In the C programming language you can ask the macro preprocessor to
keep or remove part of a source file. This is done with #ifdef
. The
equivalent in Scheme is called cond-expand
. R7RS Scheme has two
different instances of cond-expand
, while R6RS Scheme does not have
it all. What does R6RS do instead, and is cond-expand
a bad idea?
Use cases
What is #ifdef
, an its cousins #if
and #ifndef
, used for? And why
might we want its equivalent in Scheme? There are two major use cases
for #ifdef
: build-time configuration and portability. The build
system will usually have some sort of configuration script that
detects what system it’s running on. Usually these scripts also let
the user enable or disable features.
Chez Scheme runs on top of a chunk of fairly portable C and uses
#ifdef
as described:
$ grep -h '^#ifdef' ChezScheme/c/*.[ch] |awk '{print $2}' \
| sort -u | xargs
ARCHYPERBOLIC ARMV6 BSDI CHAFF CHECK_FOR_ROSETTA CLOCK_HIGHRES
CLOCK_MONOTONIC CLOCK_MONOTONIC_HR CLOCK_PROCESS_CPUTIME_ID
CLOCK_REALTIME CLOCK_REALTIME_HR CLOCK_THREAD_CPUTIME_ID DEBUG
DEFINE_MATHERR DISABLE_CURSES EINTR ENABLE_OBJECT_COUNTS
FEATURE_EXPEDITOR FEATURE_ICONV FEATURE_PTHREADS FEATURE_WINDOWS FLOCK
FLUSHCACHE FunCRepl GETWD HANDLE_SIGWINCH HPUX I386 IEEE_DOUBLE ITEST
KEEPSMALLPUPPIES LIBX11 LITTLE_ENDIAN_IEEE_DOUBLE LOAD_SHARED_OBJECT
LOCKF LOG1P LOOKUP_DYNAMIC MACOSX MAP_32BIT __MINGW32__ MMAP_HEAP
NAN_INCLUDE NO_DIRTY_NEWSPACE_POINTERS NOISY
NO_LOCKED_OLDSPACE_OBJECTS PPC32 PROMPT PTHREADS SA_INTERRUPT
SA_RESTART SAVEDHEAPS segment_t2_bits segment_t3_bits SIGBUS SIGQUIT
SOLARIS SPARC SPARC64 TIOCGWINSZ USE_MBRTOWC_L WIN32 _WIN64 WIPECLEAN
X86_64
Macros like FEATURE_EXPEDITOR
turn on and off functionality, while
macros like HPUX
and I386
are used for portability. So,
configuration and portability.
Portability?
Does #ifdef
truly help with portability? It can certainly seem this
way, but there’s a different way to think about this issue. This is
what Rob Pike had to say on the TUHS main list:
C with #ifdefs is not portable, it is a collection of 2^n overlaid programs, where n is the number of distinct #if[n]def tags. It’s too bad the problems of that approach were not appreciated by the C standard committee, who mandated the #ifndef guard approach that I’m sure could count as a provable billion dollar mistake, probably much more. The cost of building #ifdef’ed code, especially with C++, which decided to be more fine-grained about it, is unfathomable.

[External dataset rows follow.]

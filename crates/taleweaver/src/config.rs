//! Layered application configuration.
//!
//! Sources, later overriding earlier:
//! - Bundled defaults (include_str! from taleweaver.toml)
//! - ~/.config/taleweaver/taleweaver.toml
//! - ./taleweaver.toml
//! - `TALEWEAVER__SECTION__KEY` environment variables
//!
//! Credentials are not configuration: they come from `OPENAI_API_KEY` and
//! `STABILITY_API_KEY` only.

use config::{Config, ConfigBuilder, Environment, File, FileFormat, builder::DefaultState};
use serde::{Deserialize, Serialize};
use std::path::Path;
use taleweaver_core::{Delimiter, Theme, default_themes};
use taleweaver_error::{ConfigError, TaleweaverResult};
use taleweaver_models::{API_HOST_VAR, OpenAiConfig, StabilityConfig};
use taleweaver_narrative::StorytellerConfig;
use tracing::{debug, instrument};

const DEFAULT_CONFIG: &str = include_str!("../../../taleweaver.toml");
const ENV_PREFIX: &str = "TALEWEAVER";

/// Text backend settings.
#[derive(Debug, Clone, PartialEq, Deserialize, Serialize)]
pub struct TextConfig {
    /// Base URL of the OpenAI-compatible service
    pub base_url: String,
    /// Chat model identifier
    pub model: String,
    /// Default sampling temperature
    #[serde(default, skip_serializing_if = "Option::is_none")]
    pub temperature: Option<f32>,
    /// Default completion length cap
    #[serde(default, skip_serializing_if = "Option::is_none")]
    pub max_tokens: Option<u32>,
}

impl Default for TextConfig {
    fn default() -> Self {
        Self {
            base_url: "https://api.openai.com/v1".to_string(),
            model: "gpt-4o".to_string(),
            temperature: None,
            max_tokens: None,
        }
    }
}

/// Image backend settings.
#[derive(Debug, Clone, PartialEq, Eq, Deserialize, Serialize)]
pub struct ImageConfig {
    /// Scheme and host of the image service
    pub api_host: String,
    /// Engine used for generation
    pub engine_id: String,
}

impl Default for ImageConfig {
    fn default() -> Self {
        let defaults = StabilityConfig::default();
        Self {
            api_host: defaults.api_host().clone(),
            engine_id: defaults.engine_id().clone(),
        }
    }
}

/// Story settings.
#[derive(Debug, Clone, PartialEq, Eq, Deserialize, Serialize)]
pub struct StoryConfig {
    /// Fence marker around caller-supplied text
    #[serde(default)]
    pub delimiter: Delimiter,
    /// Themes drawn from when none are given
    #[serde(default = "default_themes")]
    pub themes: Vec<Theme>,
}

impl Default for StoryConfig {
    fn default() -> Self {
        Self {
            delimiter: Delimiter::default(),
            themes: default_themes(),
        }
    }
}

/// Top-level Taleweaver configuration.
///
/// # Example
///
/// ```no_run
/// use taleweaver::TaleweaverConfig;
///
/// # fn main() -> Result<(), Box<dyn std::error::Error>> {
/// let config = TaleweaverConfig::load()?;
/// println!("Text model: {}", config.text.model);
/// # Ok(())
/// # }
/// ```
#[derive(Debug, Clone, PartialEq, Deserialize, Serialize, Default)]
pub struct TaleweaverConfig {
    /// Text backend settings
    #[serde(default)]
    pub text: TextConfig,
    /// Image backend settings
    #[serde(default)]
    pub image: ImageConfig,
    /// Story settings
    #[serde(default)]
    pub story: StoryConfig,
}

impl TaleweaverConfig {
    /// Load configuration with precedence: env > current dir > home dir > bundled defaults.
    ///
    /// User config files are optional and silently skipped if not found.
    #[instrument]
    pub fn load() -> TaleweaverResult<Self> {
        debug!("Loading configuration with precedence: env > current dir > home dir > bundled defaults");

        let mut builder = Self::defaults();

        if let Some(home) = dirs::home_dir() {
            let home_config = home.join(".config/taleweaver/taleweaver.toml");
            builder = builder.add_source(File::from(home_config).required(false));
        }

        builder = builder.add_source(File::with_name("taleweaver").required(false));

        Self::finish(builder.add_source(Self::environment()))
    }

    /// Bundled defaults overlaid with one specific file and the environment.
    ///
    /// # Errors
    ///
    /// Returns an error if the file is missing or cannot be parsed.
    #[instrument(skip(path), fields(path = %path.as_ref().display()))]
    pub fn from_file(path: impl AsRef<Path>) -> TaleweaverResult<Self> {
        debug!("Loading configuration from file");

        let builder = Self::defaults()
            .add_source(File::from(path.as_ref()).required(true))
            .add_source(Self::environment());
        Self::finish(builder)
    }

    /// Bundled defaults overlaid with TOML text.
    pub fn from_toml_str(toml: &str) -> TaleweaverResult<Self> {
        Self::finish(Self::defaults().add_source(File::from_str(toml, FileFormat::Toml)))
    }

    fn defaults() -> ConfigBuilder<DefaultState> {
        Config::builder().add_source(File::from_str(DEFAULT_CONFIG, FileFormat::Toml))
    }

    fn environment() -> Environment {
        Environment::with_prefix(ENV_PREFIX)
            .separator("__")
            .try_parsing(true)
    }

    fn finish(builder: ConfigBuilder<DefaultState>) -> TaleweaverResult<Self> {
        let config: Self = builder
            .build()
            .map_err(|e| ConfigError::new(format!("Failed to build configuration: {}", e)))?
            .try_deserialize()
            .map_err(|e| ConfigError::new(format!("Failed to parse configuration: {}", e)))?;
        debug!(model = %config.text.model, engine = %config.image.engine_id, "Configuration loaded");
        Ok(config)
    }

    /// Text backend settings with the given credential.
    pub fn openai_config(&self, api_key: impl Into<String>) -> TaleweaverResult<OpenAiConfig> {
        Ok(OpenAiConfig::builder()
            .base_url(self.text.base_url.clone())
            .model(self.text.model.clone())
            .api_key(api_key)
            .temperature(self.text.temperature)
            .max_tokens(self.text.max_tokens)
            .build()
            .map_err(|e| ConfigError::new(format!("Invalid text backend configuration: {}", e)))?)
    }

    /// Image endpoint settings, with `API_HOST` taking precedence over the file.
    pub fn stability_config(&self) -> TaleweaverResult<StabilityConfig> {
        self.stability_config_with_host(std::env::var(API_HOST_VAR).ok())
    }

    /// Image endpoint settings with an explicit host override.
    pub fn stability_config_with_host(
        &self,
        host: Option<String>,
    ) -> TaleweaverResult<StabilityConfig> {
        Ok(StabilityConfig::builder()
            .api_host(host.unwrap_or_else(|| self.image.api_host.clone()))
            .engine_id(self.image.engine_id.clone())
            .build()
            .map_err(|e| ConfigError::new(format!("Invalid image backend configuration: {}", e)))?)
    }

    /// Story settings for the storyteller.
    pub fn storyteller_config(&self) -> StorytellerConfig {
        StorytellerConfig::new(self.story.delimiter.clone(), self.story.themes.clone())
    }
}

For each C file with #ifdef
you need to understand what happens if
the condition is true versus if it’s false. It’s simple with just one
#ifdef
, but the problem grows exponentially.
Configuration?
You can use #ifdef
for conditional compilation, to turn on and off
features. But this can also create a mess like that described by Pike
above. The GNU Coding Standards have this to say:
When supporting configuration options already known when building your program we prefer using
if (... )
over conditional compilation, as in the former case the compiler is able to perform more extensive checking of all possible code paths.
The same sentiment is echoed by Douglas McIlroy in the message that preceded Pike’s message above.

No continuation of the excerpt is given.